━━━ THE DATA

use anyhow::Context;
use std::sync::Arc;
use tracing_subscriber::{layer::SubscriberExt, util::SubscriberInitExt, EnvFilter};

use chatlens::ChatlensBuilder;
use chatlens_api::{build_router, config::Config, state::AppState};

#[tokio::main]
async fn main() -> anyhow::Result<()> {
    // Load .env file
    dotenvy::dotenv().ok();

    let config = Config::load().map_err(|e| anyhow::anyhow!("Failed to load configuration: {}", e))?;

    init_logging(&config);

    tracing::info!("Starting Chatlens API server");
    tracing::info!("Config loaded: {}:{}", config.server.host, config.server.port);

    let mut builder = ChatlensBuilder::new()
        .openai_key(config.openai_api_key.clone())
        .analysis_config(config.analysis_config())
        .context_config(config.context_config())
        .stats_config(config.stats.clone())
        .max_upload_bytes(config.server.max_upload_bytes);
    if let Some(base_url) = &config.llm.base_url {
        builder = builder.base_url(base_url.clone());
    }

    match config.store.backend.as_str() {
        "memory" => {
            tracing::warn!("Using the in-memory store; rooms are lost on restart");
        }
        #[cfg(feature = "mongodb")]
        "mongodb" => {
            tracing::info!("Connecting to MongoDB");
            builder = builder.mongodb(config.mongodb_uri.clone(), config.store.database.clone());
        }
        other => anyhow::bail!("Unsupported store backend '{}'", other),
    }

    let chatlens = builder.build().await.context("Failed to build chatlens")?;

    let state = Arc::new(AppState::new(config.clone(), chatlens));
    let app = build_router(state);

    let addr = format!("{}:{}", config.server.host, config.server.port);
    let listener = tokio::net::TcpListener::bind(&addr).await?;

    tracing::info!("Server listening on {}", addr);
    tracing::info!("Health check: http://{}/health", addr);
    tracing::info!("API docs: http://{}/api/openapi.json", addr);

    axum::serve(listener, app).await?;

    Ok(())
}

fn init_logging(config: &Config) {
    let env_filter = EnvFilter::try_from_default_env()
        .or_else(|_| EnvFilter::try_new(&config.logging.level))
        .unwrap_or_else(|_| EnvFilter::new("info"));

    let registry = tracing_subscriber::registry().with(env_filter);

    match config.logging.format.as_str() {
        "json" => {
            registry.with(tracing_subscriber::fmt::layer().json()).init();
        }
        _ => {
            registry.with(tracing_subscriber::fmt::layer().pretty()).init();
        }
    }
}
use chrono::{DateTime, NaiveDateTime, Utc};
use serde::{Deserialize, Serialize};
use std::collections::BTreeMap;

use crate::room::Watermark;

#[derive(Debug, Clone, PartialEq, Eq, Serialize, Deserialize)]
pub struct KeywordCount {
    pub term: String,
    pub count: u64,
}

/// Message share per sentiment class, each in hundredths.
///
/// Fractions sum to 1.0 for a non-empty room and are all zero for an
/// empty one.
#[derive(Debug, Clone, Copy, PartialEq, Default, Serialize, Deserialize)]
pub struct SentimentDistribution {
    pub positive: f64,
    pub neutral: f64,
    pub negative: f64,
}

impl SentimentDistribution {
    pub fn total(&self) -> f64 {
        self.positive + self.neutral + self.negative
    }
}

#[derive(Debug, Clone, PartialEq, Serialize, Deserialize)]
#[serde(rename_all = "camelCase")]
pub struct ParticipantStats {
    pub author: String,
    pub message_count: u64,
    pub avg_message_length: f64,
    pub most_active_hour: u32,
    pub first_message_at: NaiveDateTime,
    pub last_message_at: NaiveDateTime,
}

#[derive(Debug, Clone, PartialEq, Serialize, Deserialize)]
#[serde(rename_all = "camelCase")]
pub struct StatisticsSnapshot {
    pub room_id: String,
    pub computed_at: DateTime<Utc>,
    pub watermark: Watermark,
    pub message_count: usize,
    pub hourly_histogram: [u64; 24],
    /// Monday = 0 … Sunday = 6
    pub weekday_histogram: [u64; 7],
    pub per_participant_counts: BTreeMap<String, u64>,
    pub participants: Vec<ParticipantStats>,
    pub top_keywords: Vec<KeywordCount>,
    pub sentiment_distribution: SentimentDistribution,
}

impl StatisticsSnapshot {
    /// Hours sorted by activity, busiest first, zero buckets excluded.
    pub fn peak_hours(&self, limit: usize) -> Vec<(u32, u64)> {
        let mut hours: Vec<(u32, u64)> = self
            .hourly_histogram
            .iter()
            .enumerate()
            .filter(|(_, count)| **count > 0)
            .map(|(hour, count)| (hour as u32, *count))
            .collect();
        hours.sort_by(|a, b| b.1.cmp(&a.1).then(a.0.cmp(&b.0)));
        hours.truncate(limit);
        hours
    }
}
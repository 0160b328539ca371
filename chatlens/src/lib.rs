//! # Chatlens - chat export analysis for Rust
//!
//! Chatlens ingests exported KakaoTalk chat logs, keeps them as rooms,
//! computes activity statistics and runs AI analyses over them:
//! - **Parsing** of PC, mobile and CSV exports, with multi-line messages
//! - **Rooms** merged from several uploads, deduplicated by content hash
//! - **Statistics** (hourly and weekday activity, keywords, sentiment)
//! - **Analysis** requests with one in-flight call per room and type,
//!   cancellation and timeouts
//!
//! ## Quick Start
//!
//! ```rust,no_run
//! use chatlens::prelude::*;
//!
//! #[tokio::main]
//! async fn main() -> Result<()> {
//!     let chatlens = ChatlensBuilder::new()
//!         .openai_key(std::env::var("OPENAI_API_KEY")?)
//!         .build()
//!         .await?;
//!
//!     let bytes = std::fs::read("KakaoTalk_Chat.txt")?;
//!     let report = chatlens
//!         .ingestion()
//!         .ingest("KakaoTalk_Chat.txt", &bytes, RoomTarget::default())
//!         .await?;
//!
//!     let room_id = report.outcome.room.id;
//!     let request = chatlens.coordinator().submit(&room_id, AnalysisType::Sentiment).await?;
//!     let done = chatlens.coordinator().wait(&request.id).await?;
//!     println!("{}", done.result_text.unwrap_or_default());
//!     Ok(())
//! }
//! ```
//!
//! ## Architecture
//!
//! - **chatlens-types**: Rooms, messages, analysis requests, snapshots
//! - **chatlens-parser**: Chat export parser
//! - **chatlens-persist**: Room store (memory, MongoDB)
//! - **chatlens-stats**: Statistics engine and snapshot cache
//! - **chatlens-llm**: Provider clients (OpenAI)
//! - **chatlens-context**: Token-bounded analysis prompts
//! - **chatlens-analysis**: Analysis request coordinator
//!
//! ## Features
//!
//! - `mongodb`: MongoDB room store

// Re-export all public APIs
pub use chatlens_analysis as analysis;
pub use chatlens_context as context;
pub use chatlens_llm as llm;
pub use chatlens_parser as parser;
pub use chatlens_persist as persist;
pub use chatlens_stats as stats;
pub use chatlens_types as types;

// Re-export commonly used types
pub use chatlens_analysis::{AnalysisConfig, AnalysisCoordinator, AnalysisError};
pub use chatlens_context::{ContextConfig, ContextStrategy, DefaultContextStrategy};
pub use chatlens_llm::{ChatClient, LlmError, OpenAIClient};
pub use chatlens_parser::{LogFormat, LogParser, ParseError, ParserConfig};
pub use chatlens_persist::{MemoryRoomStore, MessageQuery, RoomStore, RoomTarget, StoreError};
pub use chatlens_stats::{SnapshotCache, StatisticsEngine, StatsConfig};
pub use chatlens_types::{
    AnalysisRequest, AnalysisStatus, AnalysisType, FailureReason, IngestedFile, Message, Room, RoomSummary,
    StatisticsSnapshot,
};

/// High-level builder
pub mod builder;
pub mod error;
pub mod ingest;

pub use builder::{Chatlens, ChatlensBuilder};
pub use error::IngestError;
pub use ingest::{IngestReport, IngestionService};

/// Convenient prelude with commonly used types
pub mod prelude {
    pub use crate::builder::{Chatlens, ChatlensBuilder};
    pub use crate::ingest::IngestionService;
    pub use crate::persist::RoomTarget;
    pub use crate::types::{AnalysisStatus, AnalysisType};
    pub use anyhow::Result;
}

━━━━━━

* [TASK OBJECTIVE]: Nothing but a number is expected here: say how many lines in the material hold "String".

* [PROBLEM SOLUTION]: 4